I’m not sure anyone was really asking for an AI guitar pedal. But it was inevitable that someone would build one. One of the first to take the plunge is Polyend, a well-respected music gear maker with a reputation for building niche, idiosyncratic devices. The company has built grooveboxes around old-school trackers and a multi-effect pedal that you can step sequence. So there was at least some hope that if anyone could do an AI effect pedal right, it would be Polyend.
Polyend’s Endless is a $299 programmable guitar pedal running an ARM processor. It’s paired with Playground, a number of interconnected AI agents that turn any text prompt into a functioning guitar effect. If you have an idea, you don’t have to hope that someone’s already built that pedal; you can simply prompt it. Maybe there’s a specific combination of effects that you’ve always wanted, but no company sells it because there’s no demand for a combination ring modulator / auto-wah. I’m not convinced this is what guitarists are yearning for, but it’s a well-intentioned first attempt to marry an effect pedal to an LLM.
To be clear, the AI isn’t actually in the pedal. Instead, Polyend trained a custom LLM to code effects you can then load onto the pedal. You can also build effects yourself in C++, but most people will either download existing free Plates (as Polyend calls the effects) from the community site or prompt them in Playground. You can also pay $20 for a physical faceplate to pair with a downloaded effect.
Right now, the Plates gallery is home to about 60 effects, mostly developed by Polyend. They cover everything from simple saturators to tape loop simulators and guitar synths. There are even self-playing drum machines. Some of my favorites include Grunt (a lo-fi octave down effect), the Infinite Hall reverb, and Tessera (granular pitch-shifting reverb). There’s also Stardust, an enormous-sounding granular delay, reverb, and tremolo combination that would be hard to find elsewhere.
Polyend is opening up the gallery to third-party contributions as well, so you could whip up an effect in Playground and submit it for consideration.
Playground gives you a few starting points for turning your prompts into effects. Screenshot: Terrence O’Brien / The Verge
Playground is the reason most people will be eyeing Endless. It’s a web frontend for several AI agents working in tandem, trained on Polyend’s own effects library. The various AI components interpret prompts, select effect algorithms, generate code based on those building blocks, and then validate that code to ensure it will run properly without blowing out your eardrums.
If you’ve ever used a chatbot before, the Playground web app should seem familiar enough.

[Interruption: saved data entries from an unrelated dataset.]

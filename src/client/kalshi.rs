//! Kalshi public API client (trade-api v2)
//!
//! The public endpoints need no authentication; an API key can be
//! supplied to unlock private ones.

use crate::client::{MarketFilter, MarketSource};
use crate::error::{MonitorError, Result};
use crate::types::{Exchange, Side, TradeRecord};
use async_trait::async_trait;
use chrono::{DateTime, Utc};
use reqwest::Client;
use rust_decimal::Decimal;
use serde::Deserialize;
use std::time::Duration;
use tracing::debug;

const SOURCE: &str = "Kalshi";

/// Kalshi's public trade feed does not expose account identities
const ANONYMOUS_TRADER: &str = "kalshi-anonymous";

/// Client for Kalshi's v2 trade API
pub struct KalshiClient {
    http: Client,
    base_url: String,
    api_key: Option<String>,
}

#[derive(Debug, Deserialize)]
struct MarketsResponse {
    #[serde(default)]
    markets: Vec<KalshiMarket>,
}

#[derive(Debug, Deserialize)]
struct KalshiMarket {
    ticker: String,
    title: Option<String>,
    status: Option<String>,
}

#[derive(Debug, Deserialize)]
struct TradesResponse {
    #[serde(default)]
    trades: Vec<KalshiTrade>,
}

#[derive(Debug, Deserialize)]
struct KalshiTrade {
    trade_id: Option<String>,
    /// Contracts traded
    count: Option<i64>,
    /// Price of the YES side in cents
    yes_price: Option<i64>,
    taker_side: Option<String>,
    created_time: Option<DateTime<Utc>>,
}

impl KalshiClient {
    pub fn new(api_key: Option<String>) -> Result<Self> {
        Self::with_base_url("https://api.elections.kalshi.com/trade-api/v2", api_key)
    }

    /// Construct against an explicit base URL (tests)
    pub fn with_base_url(base_url: &str, api_key: Option<String>) -> Result<Self> {
        let http = Client::builder()
            .timeout(Duration::from_secs(10))
            .build()?;

        Ok(Self {
            http,
            base_url: base_url.trim_end_matches('/').to_string(),
            api_key,
        })
    }

    fn get(&self, url: &str) -> reqwest::RequestBuilder {
        let mut req = self.http.get(url);
        if let Some(key) = &self.api_key {
            req = req.header("Authorization", format!("Bearer {}", key));
        }
        req
    }

    async fn get_active_markets(&self, limit: usize) -> Result<Vec<KalshiMarket>> {
        let url = format!("{}/markets", self.base_url);
        let resp = self
            .get(&url)
            .query(&[("limit", limit.to_string()), ("status", "open".to_string())])
            .send()
            .await
            .map_err(|e| MonitorError::fetch(SOURCE, e))?;

        if !resp.status().is_success() {
            return Err(MonitorError::fetch(
                SOURCE,
                format!("markets returned {}", resp.status()),
            ));
        }

        let body: MarketsResponse =
            resp.json().await.map_err(|e| MonitorError::fetch(SOURCE, e))?;

        Ok(body
            .markets
            .into_iter()
            .filter(|m| m.status.as_deref().map(|s| s != "closed").unwrap_or(true))
            .collect())
    }

    async fn get_market_trades(
        &self,
        market: &KalshiMarket,
        limit: usize,
    ) -> Result<Vec<TradeRecord>> {
        let url = format!("{}/markets/{}/trades", self.base_url, market.ticker);
        let resp = self
            .get(&url)
            .query(&[("limit", limit.to_string())])
            .send()
            .await
            .map_err(|e| MonitorError::fetch(SOURCE, e))?;

        if !resp.status().is_success() {
            return Err(MonitorError::fetch(
                SOURCE,
                format!("trades returned {}", resp.status()),
            ));
        }

        let body: TradesResponse =
            resp.json().await.map_err(|e| MonitorError::fetch(SOURCE, e))?;

        // Feed is newest first; we hand trades out newest last
        let mut trades: Vec<TradeRecord> = body
            .trades
            .into_iter()
            .filter_map(|t| normalize_trade(market, t))
            .collect();
        trades.reverse();
        Ok(trades)
    }
}

fn normalize_trade(market: &KalshiMarket, t: KalshiTrade) -> Option<TradeRecord> {
    let side = t.taker_side.as_deref().and_then(Side::parse)?;
    let count = Decimal::from(t.count.unwrap_or(0));
    // Prices are quoted in cents per contract
    let price = Decimal::from(t.yes_price.unwrap_or(0)) / Decimal::ONE_HUNDRED;

    Some(TradeRecord {
        market_id: market.ticker.clone(),
        market_name: market
            .title
            .clone()
            .unwrap_or_else(|| market.ticker.clone()),
        source: Exchange::Kalshi,
        side,
        size: count,
        price,
        timestamp: t.created_time.unwrap_or_else(Utc::now),
        trade_id: t.trade_id.unwrap_or_else(|| "unknown".to_string()),
        trader_reference: ANONYMOUS_TRADER.to_string(),
        market_slug: None,
    })
}

#[async_trait]
impl MarketSource for KalshiClient {
    fn name(&self) -> &str {
        SOURCE
    }

    async fn fetch_recent_trades(&self, filter: &MarketFilter) -> Result<Vec<TradeRecord>> {
        let markets = self.get_active_markets(filter.market_limit).await?;
        debug!("Scanning {} open Kalshi markets", markets.len());

        let mut all = Vec::new();
        for market in &markets {
            match self.get_market_trades(market, filter.trade_limit).await {
                Ok(trades) => all.extend(trades),
                Err(e) => {
                    debug!("Skipping market {}: {}", market.ticker, e);
                }
            }
        }
        Ok(all)
    }
}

You describe the effect you want and its controls (you have three knobs, plus short and long presses on the footswitch to work with), and it will come back with a couple of options for turning your idea into something functional.
Generally, you get three options. You can just pick one and let Playground do its thing. But you can also make tweaks at this ideas stage, before it starts generating any code and, more importantly, costing you money.
Generating effects costs tokens. The pedal comes with 2,000 tokens, and you can buy more at $20 per 2,000. That should be enough for a few effects. The system is a bit opaque, but the more complex an effect, and the more iterations it takes to get it right, the more tokens it costs. A simple fuzz might only cost you 20 tokens, but a granular looper with rhythmically synced glitches might cost you 500.